Le journaliste et militant des droits humains kenyan Boniface Mwangi (au centre) est accueilli par un comité de partisans et militants après avoir été libéré par les autorités tanzaniennes, à l’aéroport Wilson de Nairobi, le 22 mai 2025. TONY KARUMBA / AFP

Quand cinq hommes et une femme ont forcé Agather Atuhaire, militante ougandaise des droits de l’homme, à monter dans une voiture sombre, puis lui ont bandé les yeux, la jeune femme a cru que sa dernière heure était arrivée. La scène se passe à Dar es-Salam, la capitale économique tanzanienne, lundi 19 mai, alors que l’activiste se trouve en Tanzanie pour assister au procès du principal opposant politique, Tundu Lissu, accusé de trahison.

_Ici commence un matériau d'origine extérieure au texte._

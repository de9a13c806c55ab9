//! Core data structures for entities, relations and summaries

use std::fmt;
use std::path::{Path, PathBuf};

use serde::{Deserialize, Serialize};

/// Discriminates what kind of code entity an id refers to.
#[derive(Debug, Clone, Copy, PartialEq, Eq, Hash, PartialOrd, Ord, Serialize, Deserialize)]
#[serde(rename_all = "snake_case")]
pub enum EntityKind {
    File,
    Type,
    Function,
    Method,
    Import,
    Module,
    Constant,
}

impl EntityKind {
    pub fn as_str(&self) -> &'static str {
        match self {
            EntityKind::File => "file",
            EntityKind::Type => "type",
            EntityKind::Function => "function",
            EntityKind::Method => "method",
            EntityKind::Import => "import",
            EntityKind::Module => "module",
            EntityKind::Constant => "constant",
        }
    }
}

impl fmt::Display for EntityKind {
    fn fmt(&self, f: &mut fmt::Formatter<'_>) -> fmt::Result {
        f.write_str(self.as_str())
    }
}

/// Flavour of a type definition.
#[derive(Debug, Clone, Copy, PartialEq, Eq, Hash, Serialize, Deserialize)]
#[serde(rename_all = "snake_case")]
pub enum TypeKind {
    Struct,
    Enum,
    Union,
    Class,
    Trait,
    Interface,
    Alias,
}

/// Kind-specific data. The variant determines the entity's [`EntityKind`].
#[derive(Debug, Clone, PartialEq, Serialize, Deserialize)]
#[serde(tag = "kind", rename_all = "snake_case")]
pub enum EntityDetail {
    File {
        line_count: u32,
    },
    Type {
        type_kind: TypeKind,
        #[serde(default)]
        fields: Vec<String>,
    },
    Function {
        signature: Option<String>,
        #[serde(default)]
        is_async: bool,
    },
    Method {
        /// Receiver or enclosing type name.
        owner: String,
        signature: Option<String>,
        #[serde(default)]
        is_async: bool,
    },
    Import {
        module: String,
    },
    Module,
    Constant,
}

impl EntityDetail {
    /// A plain function with no signature information.
    pub fn function() -> Self {
        EntityDetail::Function {
            signature: None,
            is_async: false,
        }
    }

    pub fn kind(&self) -> EntityKind {
        match self {
            EntityDetail::File { .. } => EntityKind::File,
            EntityDetail::Type { .. } => EntityKind::Type,
            EntityDetail::Function { .. } => EntityKind::Function,
            EntityDetail::Method { .. } => EntityKind::Method,
            EntityDetail::Import { .. } => EntityKind::Import,
            EntityDetail::Module => EntityKind::Module,
            EntityDetail::Constant => EntityKind::Constant,
        }
    }

    /// Signature line for callables, if the parser captured one.
    pub fn signature(&self) -> Option<&str> {
        match self {
            EntityDetail::Function { signature, .. } | EntityDetail::Method { signature, .. } => {
                signature.as_deref()
            }
            _ => None,
        }
    }
}

/// Supported languages for syntax-aware parsing.
#[derive(Debug, Clone, Copy, PartialEq, Eq, Hash, Serialize, Deserialize)]
#[serde(rename_all = "lowercase")]
pub enum Language {
    Rust,
    TypeScript,
    JavaScript,
    Python,
    Go,
    Java,
    C,
    Cpp,
    Other,
}

impl Language {
    /// Detect language from file extension.
    pub fn from_path(path: &Path) -> Self {
        match path.extension().and_then(|e| e.to_str()) {
            Some("rs") => Language::Rust,
            Some("ts") | Some("tsx") => Language::TypeScript,
            Some("js") | Some("jsx") | Some("mjs") | Some("cjs") => Language::JavaScript,
            Some("py") | Some("pyi") => Language::Python,
            Some("go") => Language::Go,
            Some("java") => Language::Java,
            Some("c") | Some("h") => Language::C,
            Some("cpp") | Some("cc") | Some("cxx") | Some("hpp") | Some("hh") => Language::Cpp,
            _ => Language::Other,
        }
    }

    pub fn as_str(&self) -> &'static str {
        match self {
            Language::Rust => "rust",
            Language::TypeScript => "typescript",
            Language::JavaScript => "javascript",
            Language::Python => "python",
            Language::Go => "go",
            Language::Java => "java",
            Language::C => "c",
            Language::Cpp => "cpp",
            Language::Other => "other",
        }
    }
}

/// Where an entity lives in the source tree.
#[derive(Debug, Clone, PartialEq, Eq, Serialize, Deserialize)]
pub struct Location {
    pub file: PathBuf,
    pub line_start: u32,
    pub line_end: u32,
}

impl Location {
    pub fn new(file: impl Into<PathBuf>, line_start: u32, line_end: u32) -> Self {
        Location {
            file: file.into(),
            line_start,
            line_end,
        }
    }
}

/// A single named code unit.
#[derive(Debug, Clone, PartialEq, Serialize, Deserialize)]
pub struct Entity {
    /// Stable across runs for the same logical code unit.
    pub id: String,
    pub name: String,
    pub detail: EntityDetail,
    pub language: Language,
    pub location: Location,
    /// Raw source text, used for hashing and as inference input.
    pub content: String,
    pub docstring: Option<String>,
}

impl Entity {
    pub fn new(
        id: impl Into<String>,
        name: impl Into<String>,
        detail: EntityDetail,
        location: Location,
    ) -> Self {
        let language = Language::from_path(&location.file);
        Entity {
            id: id.into(),
            name: name.into(),
            detail,
            language,
            location,
            content: String::new(),
            docstring: None,
        }
    }

    pub fn with_content(mut self, content: impl Into<String>) -> Self {
        self.content = content.into();
        self
    }

    pub fn with_docstring(mut self, docstring: impl Into<String>) -> Self {
        self.docstring = Some(docstring.into());
        self
    }

    pub fn kind(&self) -> EntityKind {
        self.detail.kind()
    }

    pub fn file_path(&self) -> &Path {
        &self.location.file
    }
}

/// What kind of dependency a relation expresses.
#[derive(Debug, Clone, Copy, PartialEq, Eq, Hash, PartialOrd, Ord, Serialize, Deserialize)]
#[serde(rename_all = "snake_case")]
pub enum RelationKind {
    Calls,
    Imports,
    Extends,
    Implements,
    UsesTrait,
    /// A container (file, type) depends on what it defines.
    Contains,
    References,
}

impl RelationKind {
    /// Weight the indexer assigns; higher weights are kept longer when cycles are cut.
    pub fn suggested_weight(&self) -> f32 {
        match self {
            RelationKind::Contains => 2.0,
            RelationKind::Extends | RelationKind::Implements | RelationKind::UsesTrait => 1.5,
            RelationKind::Calls | RelationKind::References => 1.0,
            RelationKind::Imports => 0.5,
        }
    }

    pub fn as_str(&self) -> &'static str {
        match self {
            RelationKind::Calls => "calls",
            RelationKind::Imports => "imports",
            RelationKind::Extends => "extends",
            RelationKind::Implements => "implements",
            RelationKind::UsesTrait => "uses_trait",
            RelationKind::Contains => "contains",
            RelationKind::References => "references",
        }
    }
}

/// A directed edge: `source_id` depends on `target_id`.
#[derive(Debug, Clone, PartialEq, Serialize, Deserialize)]
pub struct Relation {
    pub source_id: String,
    pub target_id: String,
    pub kind: RelationKind,
    /// Tie-breaker when cutting cycles. Defaults to 1.0.
    pub weight: f32,
}

impl Relation {
    pub fn new(source_id: impl Into<String>, target_id: impl Into<String>, kind: RelationKind) -> Self {
        Relation {
            source_id: source_id.into(),
            target_id: target_id.into(),
            kind,
            weight: 1.0,
        }
    }

    pub fn with_weight(mut self, weight: f32) -> Self {
        self.weight = weight;
        self
    }
}

/// Granularity a summary describes.
#[derive(Debug, Clone, Copy, PartialEq, Eq, Hash, Serialize, Deserialize)]
#[serde(rename_all = "snake_case")]
pub enum SummaryScope {
    Entity,
    Module,
    Architecture,
}

/// Token counters reported by the inference service.
#[derive(Debug, Clone, Copy, Default, PartialEq, Eq, Serialize, Deserialize)]
pub struct TokenUsage {
    pub input_tokens: u64,
    pub output_tokens: u64,
}

impl TokenUsage {
    pub fn new(input_tokens: u64, output_tokens: u64) -> Self {
        TokenUsage {
            input_tokens,
            output_tokens,
        }
    }

    pub fn total(&self) -> u64 {
        self.input_tokens + self.output_tokens
    }
}

impl std::ops::AddAssign for TokenUsage {
    fn add_assign(&mut self, rhs: Self) {
        self.input_tokens += rhs.input_tokens;
        self.output_tokens += rhs.output_tokens;
    }
}

/// Model identity recorded on summaries that never reached the inference service.
pub const FALLBACK_MODEL: &str = "fallback";

/// Result of summarizing one entity, module or the whole architecture.
#[derive(Debug, Clone, PartialEq, Serialize, Deserialize)]
pub struct Summary {
    pub entity_id: String,
    pub scope: SummaryScope,
    /// One-line short form. This is what dependents see as context.
    pub summary: String,
    pub description: String,
    #[serde(default)]
    pub responsibilities: Vec<String>,
    #[serde(default)]
    pub usage: TokenUsage,
    pub model_identity: String,
    /// Hash the summary was produced under.
    pub content_hash: String,
    #[serde(default)]
    pub fallback: bool,
}

impl Summary {
    /// Inference-free summary built from the entity's kind and name only.
    pub fn fallback_for(entity: &Entity, content_hash: impl Into<String>) -> Self {
        let kind = entity.kind();
        Summary {
            entity_id: entity.id.clone(),
            scope: SummaryScope::Entity,
            summary: format!("{} `{}`", capitalize(kind.as_str()), entity.name),
            description: format!(
                "{} {} (no generated summary available).",
                capitalize(kind.as_str()),
                entity.name
            ),
            responsibilities: Vec::new(),
            usage: TokenUsage::default(),
            model_identity: FALLBACK_MODEL.to_string(),
            content_hash: content_hash.into(),
            fallback: true,
        }
    }

    /// Inference-free summary for an aggregate (module or architecture).
    pub fn fallback_aggregate(
        id: impl Into<String>,
        scope: SummaryScope,
        label: &str,
        content_hash: impl Into<String>,
    ) -> Self {
        Summary {
            entity_id: id.into(),
            scope,
            summary: label.to_string(),
            description: format!("{} (no generated summary available).", label),
            responsibilities: Vec::new(),
            usage: TokenUsage::default(),
            model_identity: FALLBACK_MODEL.to_string(),
            content_hash: content_hash.into(),
            fallback: true,
        }
    }
}

fn capitalize(s: &str) -> String {
    let mut chars = s.chars();
    match chars.next() {
        Some(first) => first.to_uppercase().chain(chars).collect(),
        None => String::new(),
    }
}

S’ensuivent trois jours d’emprisonnement, hors de tout cadre judiciaire, et de torture par les forces de l’ordre tanzaniennes. La militante est finalement relâchée dans la soirée du 22 mai. « Je ne me porte pas bien, mais quel soulagement d’être en vie et de retour à la maison ! Je n’arrive pas encore à croire que Boniface Mwangi [un activiste kényan] et moi-même en soyons sortis vivants », a-t-elle écrit sur le réseau social X, samedi 24 mai.